Named one of New York Times Top-20 Cookbooks of 2006.

Have you ever wanted to host a full evening of Indian food, culture, and music? How about preparing a traditional Balinese banquet? Or take a trip to Cairo and enjoy an Egyptian feast? The Ethnomusicologists' Cookbook takes you around the world on a culinary journey that is also a cultural and social odyssey.

Many cookbooks offer a snapshot of individual recipes from different parts of the world, but do nothing to tell the reader how different foods are presented together, or how to relate these foods to other cultural practices. For years, ethnomusicologists have visited the four corners of the earth to collect the music and culture of native peoples, from Africa to the Azores, from Zanzibar to New Zealand.

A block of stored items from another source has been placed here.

//! Tracing for following a run.
//!
//! # Separation of Concerns
//!
//! - **Tracing (this module)**: progress and diagnostics via `RUST_LOG`, output
//!   to stderr. Not persisted.
//!
//! - **Attempt records (`io/attempt_log`)**: JSON and raw model replies under
//!   `.agentic-tdd/cycles/`. Always written, unaffected by `RUST_LOG`.

use tracing_subscriber::{EnvFilter, fmt, layer::SubscriberExt, util::SubscriberInitExt};

/// Initialize the tracing subscriber.
///
/// Reads `RUST_LOG`. Defaults to `agentic_tdd=info` so phase transitions and
/// commits are visible without configuration.
///
/// # Example
/// ```bash
/// RUST_LOG=agentic_tdd=debug agentic-tdd run kata.md
/// ```
pub fn init() {
    let filter =
        EnvFilter::try_from_default_env().unwrap_or_else(|_| EnvFilter::new("agentic_tdd=info"));

    tracing_subscriber::registry()
        .with(filter)
        .with(fmt::layer().with_writer(std::io::stderr).compact())
        .init();
}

Along the way, they've observed how music is an integral part of social interaction, particularly when it's time for a lavish banquet or celebration. Foodways and cultural expression are not separate; this book emphasizes this connection through offering over thirty-five complete meals, from appetizers to entrees to side dishes to desserts and drinks. A list of recommended CDs fills out the culinary experience, along with hints on how to present each dish and to organize the overall meal.

The Ethnomusicologists' Cookbook combines scholarship with a unique and fun approach to the study of the world's foods, musics, and cultures. More than just a cookbook, it is an excellent companion for anyone embarking on a cultural-culinary journey.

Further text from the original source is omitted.